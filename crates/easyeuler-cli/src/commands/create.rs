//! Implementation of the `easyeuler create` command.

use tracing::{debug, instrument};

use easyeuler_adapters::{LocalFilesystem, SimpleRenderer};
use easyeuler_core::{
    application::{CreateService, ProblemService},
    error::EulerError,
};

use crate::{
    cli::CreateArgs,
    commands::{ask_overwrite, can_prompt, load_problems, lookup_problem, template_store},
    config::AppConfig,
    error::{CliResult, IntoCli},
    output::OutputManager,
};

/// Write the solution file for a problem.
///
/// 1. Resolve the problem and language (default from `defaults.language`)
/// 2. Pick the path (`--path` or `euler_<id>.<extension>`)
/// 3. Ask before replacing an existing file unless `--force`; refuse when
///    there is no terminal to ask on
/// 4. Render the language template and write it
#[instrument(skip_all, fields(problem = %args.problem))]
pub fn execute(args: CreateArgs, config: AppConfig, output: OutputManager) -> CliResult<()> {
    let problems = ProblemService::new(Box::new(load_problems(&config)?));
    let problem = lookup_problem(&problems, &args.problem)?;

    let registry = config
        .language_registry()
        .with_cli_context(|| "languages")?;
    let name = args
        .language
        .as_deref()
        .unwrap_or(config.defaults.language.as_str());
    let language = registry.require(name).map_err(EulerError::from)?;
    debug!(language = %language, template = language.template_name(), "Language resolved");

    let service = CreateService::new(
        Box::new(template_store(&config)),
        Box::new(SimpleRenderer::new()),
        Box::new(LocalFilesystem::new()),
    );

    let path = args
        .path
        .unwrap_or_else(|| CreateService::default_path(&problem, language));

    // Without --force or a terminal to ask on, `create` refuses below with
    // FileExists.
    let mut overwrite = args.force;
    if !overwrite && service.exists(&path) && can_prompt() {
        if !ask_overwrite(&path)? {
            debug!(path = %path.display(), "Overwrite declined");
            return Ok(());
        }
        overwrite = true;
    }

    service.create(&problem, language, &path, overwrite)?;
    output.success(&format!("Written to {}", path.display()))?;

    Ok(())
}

________________________

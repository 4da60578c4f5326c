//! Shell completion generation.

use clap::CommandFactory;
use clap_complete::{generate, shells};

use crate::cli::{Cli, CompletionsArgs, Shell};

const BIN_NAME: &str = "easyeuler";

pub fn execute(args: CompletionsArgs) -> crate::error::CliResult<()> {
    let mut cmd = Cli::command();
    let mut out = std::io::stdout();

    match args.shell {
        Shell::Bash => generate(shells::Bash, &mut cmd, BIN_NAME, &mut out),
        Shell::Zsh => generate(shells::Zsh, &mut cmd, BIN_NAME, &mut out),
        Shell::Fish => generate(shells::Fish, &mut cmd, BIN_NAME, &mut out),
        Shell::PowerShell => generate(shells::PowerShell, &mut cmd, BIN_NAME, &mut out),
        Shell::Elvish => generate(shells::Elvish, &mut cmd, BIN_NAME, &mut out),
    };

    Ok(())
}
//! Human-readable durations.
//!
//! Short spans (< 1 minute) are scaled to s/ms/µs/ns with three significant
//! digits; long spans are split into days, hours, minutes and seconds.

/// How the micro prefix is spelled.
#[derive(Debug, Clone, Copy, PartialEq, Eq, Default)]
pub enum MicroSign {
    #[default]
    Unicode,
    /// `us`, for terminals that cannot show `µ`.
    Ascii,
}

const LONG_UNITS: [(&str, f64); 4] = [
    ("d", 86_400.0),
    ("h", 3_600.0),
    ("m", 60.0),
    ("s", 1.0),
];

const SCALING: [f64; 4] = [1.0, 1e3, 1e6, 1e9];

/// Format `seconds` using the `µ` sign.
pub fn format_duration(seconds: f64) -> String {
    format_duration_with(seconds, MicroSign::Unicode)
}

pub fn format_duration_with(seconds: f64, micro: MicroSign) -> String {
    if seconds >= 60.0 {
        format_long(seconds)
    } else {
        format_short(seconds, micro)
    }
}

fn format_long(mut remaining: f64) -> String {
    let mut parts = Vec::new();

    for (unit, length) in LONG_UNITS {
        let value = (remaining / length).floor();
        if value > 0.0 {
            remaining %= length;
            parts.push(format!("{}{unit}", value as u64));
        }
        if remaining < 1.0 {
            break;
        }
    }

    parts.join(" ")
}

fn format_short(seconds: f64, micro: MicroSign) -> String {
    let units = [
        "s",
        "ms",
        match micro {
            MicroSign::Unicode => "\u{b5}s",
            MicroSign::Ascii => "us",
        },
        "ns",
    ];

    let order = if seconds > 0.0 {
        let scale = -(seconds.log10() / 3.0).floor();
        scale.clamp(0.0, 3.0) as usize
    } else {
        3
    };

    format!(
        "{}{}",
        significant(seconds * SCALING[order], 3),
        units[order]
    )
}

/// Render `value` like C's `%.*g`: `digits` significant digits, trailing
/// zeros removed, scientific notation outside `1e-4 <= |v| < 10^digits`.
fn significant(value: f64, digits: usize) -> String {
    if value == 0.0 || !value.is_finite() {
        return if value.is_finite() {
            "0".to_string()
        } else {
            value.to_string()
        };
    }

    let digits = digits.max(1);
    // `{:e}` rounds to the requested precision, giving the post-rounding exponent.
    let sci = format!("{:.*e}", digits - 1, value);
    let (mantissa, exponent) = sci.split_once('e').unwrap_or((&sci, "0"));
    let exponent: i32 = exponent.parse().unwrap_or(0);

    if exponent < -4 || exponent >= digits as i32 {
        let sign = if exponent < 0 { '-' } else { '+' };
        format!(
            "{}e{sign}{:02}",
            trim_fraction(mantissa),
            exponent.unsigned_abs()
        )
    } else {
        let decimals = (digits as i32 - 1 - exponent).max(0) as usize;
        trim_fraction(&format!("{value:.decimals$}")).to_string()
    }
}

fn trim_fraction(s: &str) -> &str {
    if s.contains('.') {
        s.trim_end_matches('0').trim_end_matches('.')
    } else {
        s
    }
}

________________________

_WORK TASK:_ Search the listing above for the lines with "AppConfig, output: OutputManager)" and "let registry = config", then output those lines and all lines between them exactly.

_YOUR SOLUTION:_
pub fn execute(args: CreateArgs, config: AppConfig, output: OutputManager) -> CliResult<()> {
    let problems = ProblemService::new(Box::new(load_problems(&config)?));
    let problem = lookup_problem(&problems, &args.problem)?;

    let registry = config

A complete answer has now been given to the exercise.